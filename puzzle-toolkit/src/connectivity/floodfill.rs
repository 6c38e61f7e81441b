use log::debug;
use log::warn;

use super::ConnectivityArgs;
use super::FloodfillMode;
use crate::basic_types::ModelError;
use crate::basic_types::ModelResult;
use crate::containers::KeyedVec;
use crate::encoders::and;
use crate::encoders::and_tagged;
use crate::encoders::any_true;
use crate::encoders::implies;
use crate::encoders::or;
use crate::encoders::or_tagged;
use crate::grid::Adjacency;
use crate::grid::CellId;
use crate::grid::EdgeAdjacency;
use crate::grid::VariableGrid;
use crate::model::Model;
use crate::variables::BoolVar;
use crate::variables::VariableTag;

/// Enforces that the cells whose `membership` is true form one non-empty region which is
/// connected through `adjacency`.
///
/// The encoding unrolls a floodfill of `args.max_size` layers. Layer 0 holds exactly one cell:
/// the seed if one is given, otherwise the first member cell in row-major order. A cell is
/// reached in layer `k` only when a neighbour was reached in layer `k - 1`, and a cell is a
/// member exactly when some layer reaches it.
///
/// Cells which the adjacency cannot connect to the seed within the available layers are forced
/// out of the region. Regions larger than `args.max_size` cells may not be found; a bound below
/// the number of cells is accepted but logged.
///
/// # Errors
/// - [`ModelError::ZeroLayerBound`] if `args.max_size` is zero.
/// - [`ModelError::MissingCell`] if `membership` and `adjacency` do not cover the same cells.
/// - [`ModelError::SeedOutsideGrid`] if the seed has no membership variable.
pub fn connected(
    model: &mut Model,
    membership: &VariableGrid<BoolVar>,
    adjacency: &Adjacency,
    args: ConnectivityArgs,
) -> ModelResult<()> {
    floodfill(model, membership, Links::Fixed(adjacency), args)
}

/// Like [`connected`], but a neighbour only passes the floodfill on when the edge variable
/// between the two cells is true.
pub fn connected_by_edges(
    model: &mut Model,
    membership: &VariableGrid<BoolVar>,
    edges: &EdgeAdjacency,
    args: ConnectivityArgs,
) -> ModelResult<()> {
    floodfill(model, membership, Links::Variable(edges), args)
}

#[derive(Clone, Copy, Debug)]
enum Links<'a> {
    Fixed(&'a Adjacency),
    Variable(&'a EdgeAdjacency),
}

impl Links<'_> {
    fn adjacency(&self) -> &Adjacency {
        match self {
            Links::Fixed(adjacency) => adjacency,
            Links::Variable(edges) => edges.adjacency(),
        }
    }

    /// Whether `from` reached in the previous layer passes the floodfill on to `to`.
    fn passes(&self, model: &mut Model, reached: BoolVar, from: CellId, to: CellId) -> BoolVar {
        match self.edge(from, to) {
            Some(edge) => and(model, &[reached, edge]),
            None => reached,
        }
    }

    fn edge(&self, from: CellId, to: CellId) -> Option<BoolVar> {
        match self {
            Links::Fixed(_) => None,
            Links::Variable(edges) => edges.edge(from, to),
        }
    }
}

fn floodfill(
    model: &mut Model,
    membership: &VariableGrid<BoolVar>,
    links: Links<'_>,
    args: ConnectivityArgs,
) -> ModelResult<()> {
    let adjacency = links.adjacency();
    let members = validate(membership, adjacency, args)?;
    let seed = args
        .seed
        .map(|cell| adjacency.id(cell).ok_or(ModelError::SeedOutsideGrid(cell)))
        .transpose()?;

    if args.max_size < adjacency.len() {
        warn!(
            "connectivity bound {} is below the {} cells of layer {}",
            args.max_size,
            adjacency.len(),
            membership.layer()
        );
    }

    // Beyond one layer per cell the floodfill cannot grow.
    let layers = args.max_size.min(adjacency.len());
    debug!(
        "floodfill over {} cells with {layers} layers ({:?})",
        adjacency.len(),
        args.mode
    );

    let members_list = members.iter().copied().collect::<Vec<_>>();
    any_true(model, &members_list);

    let distances = seed.map(|seed| adjacency.distances_from(seed));
    let reachable = |id: CellId, depth: usize| {
        distances.as_ref().map_or(true, |distances| {
            distances[id].is_some_and(|distance| distance as usize <= depth)
        })
    };

    for id in adjacency.ids() {
        if !reachable(id, layers - 1) {
            any_true(model, &[!members[id]]);
        }
    }

    let mut volume = first_layer(model, adjacency, &members, seed);
    let mut seen = volume.clone();

    for depth in 1..layers {
        let next = adjacency
            .ids()
            .map(|id| {
                if !reachable(id, depth) {
                    return model.false_bool();
                }

                let incoming = adjacency
                    .neighbours(id)
                    .filter(|&other| reachable(other, depth - 1))
                    .map(|other| links.passes(model, volume[other], other, id))
                    .collect::<Vec<_>>();
                let reach = or(model, &incoming);

                let tag = VariableTag::Floodfill {
                    cell: adjacency.cell(id),
                    depth: depth as u32,
                };
                match args.mode {
                    FloodfillMode::Monotone => {
                        let step = and(model, &[members[id], reach]);
                        or_tagged(model, &[volume[id], step], tag)
                    }
                    FloodfillMode::Exact => {
                        and_tagged(model, &[members[id], !seen[id], reach], tag)
                    }
                }
            })
            .collect::<KeyedVec<CellId, BoolVar>>();

        if args.mode == FloodfillMode::Exact {
            for id in adjacency.ids() {
                seen[id] = or(model, &[seen[id], next[id]]);
            }
        }
        volume = next;
    }

    let reached = match args.mode {
        FloodfillMode::Monotone => volume,
        FloodfillMode::Exact => seen,
    };
    for id in adjacency.ids() {
        implies(model, members[id], reached[id]);
        implies(model, reached[id], members[id]);
    }

    Ok(())
}

/// The membership variable of every cell, keyed like `adjacency`.
fn validate(
    membership: &VariableGrid<BoolVar>,
    adjacency: &Adjacency,
    args: ConnectivityArgs,
) -> ModelResult<KeyedVec<CellId, BoolVar>> {
    if args.max_size == 0 {
        return Err(ModelError::ZeroLayerBound);
    }

    if let Some(cell) = membership.cells().find(|&cell| adjacency.id(cell).is_none()) {
        return Err(ModelError::MissingCell(cell));
    }

    if let Some(seed) = args.seed {
        if !membership.contains(seed) {
            return Err(ModelError::SeedOutsideGrid(seed));
        }
    }

    adjacency.cells().map(|cell| membership.var(cell)).collect()
}

/// Layer 0: the seed, or the first member cell in row-major order.
fn first_layer(
    model: &mut Model,
    adjacency: &Adjacency,
    members: &KeyedVec<CellId, BoolVar>,
    seed: Option<CellId>,
) -> KeyedVec<CellId, BoolVar> {
    match seed {
        Some(seed) => {
            any_true(model, &[members[seed]]);
            adjacency
                .ids()
                .map(|id| model.bool_constant(id == seed))
                .collect()
        }
        None => {
            let mut earlier = model.false_bool();
            adjacency
                .ids()
                .map(|id| {
                    let tag = VariableTag::Floodfill {
                        cell: adjacency.cell(id),
                        depth: 0,
                    };
                    let first = and_tagged(model, &[members[id], !earlier], tag);
                    earlier = or(model, &[earlier, members[id]]);
                    first
                })
                .collect()
        }
    }
}

#[cfg(test)]
mod tests {
    use super::*;
    use crate::basic_types::rectangle;
    use crate::basic_types::Cell;
    use crate::grid::Layer;
    use crate::model::SolveOutcome;

    fn square(model: &mut Model, size: i32) -> (VariableGrid<BoolVar>, Adjacency) {
        let cells = rectangle(size, size).collect::<Vec<_>>();
        let membership = model
            .add_bool_layer(Layer::Shading, cells.iter().copied())
            .expect("fresh layer");
        (membership, Adjacency::orthogonal(cells))
    }

    #[test]
    fn zero_layers_are_rejected() {
        let mut model = Model::default();
        let (membership, adjacency) = square(&mut model, 2);

        let result = connected(&mut model, &membership, &adjacency, ConnectivityArgs::new(0));
        assert_eq!(result, Err(ModelError::ZeroLayerBound));
    }

    #[test]
    fn seed_must_be_a_member_cell() {
        let mut model = Model::default();
        let (membership, adjacency) = square(&mut model, 2);

        let args = ConnectivityArgs::new(4).with_seed(Cell::new(5, 5));
        let result = connected(&mut model, &membership, &adjacency, args);
        assert_eq!(result, Err(ModelError::SeedOutsideGrid(Cell::new(5, 5))));
    }

    #[test]
    fn membership_cells_must_be_adjacency_cells() {
        let mut model = Model::default();
        let (membership, _) = square(&mut model, 2);
        let adjacency = Adjacency::orthogonal([Cell::new(0, 0), Cell::new(0, 1)]);

        let result = connected(&mut model, &membership, &adjacency, ConnectivityArgs::new(4));
        assert_eq!(result, Err(ModelError::MissingCell(Cell::new(1, 0))));
    }

    #[test]
    fn corners_alone_are_not_connected() {
        for mode in [FloodfillMode::Monotone, FloodfillMode::Exact] {
            let mut model = Model::default();
            let (membership, adjacency) = square(&mut model, 3);
            for cell in membership.cells().collect::<Vec<_>>() {
                let var = membership.var(cell).expect("cell of the layer");
                let corner = cell.row != 1 && cell.col != 1;
                any_true(&mut model, &[if corner { var } else { !var }]);
            }

            let args = ConnectivityArgs::new(9).with_mode(mode);
            connected(&mut model, &membership, &adjacency, args).expect("valid arguments");

            assert!(matches!(model.solve(), SolveOutcome::NoSolution), "{mode:?}");
        }
    }

    #[test]
    fn cells_too_far_from_the_seed_are_excluded() {
        let mut model = Model::default();
        let (membership, adjacency) = square(&mut model, 3);
        let far = membership.var(Cell::new(2, 2)).expect("cell of the layer");

        let args = ConnectivityArgs::new(3).with_seed(Cell::new(0, 0));
        connected(&mut model, &membership, &adjacency, args).expect("valid arguments");
        any_true(&mut model, &[far]);

        assert!(matches!(model.solve(), SolveOutcome::NoSolution));
    }
}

━━━━━━━━━━

What is needed: Check each line above for the string "self" and copy the ones that have it.

Your solution:
    fn adjacency(&self) -> &Adjacency {
        match self {
    fn passes(&self, model: &mut Model, reached: BoolVar, from: CellId, to: CellId) -> BoolVar {
        match self.edge(from, to) {
    fn edge(&self, from: CellId, to: CellId) -> Option<BoolVar> {
        match self {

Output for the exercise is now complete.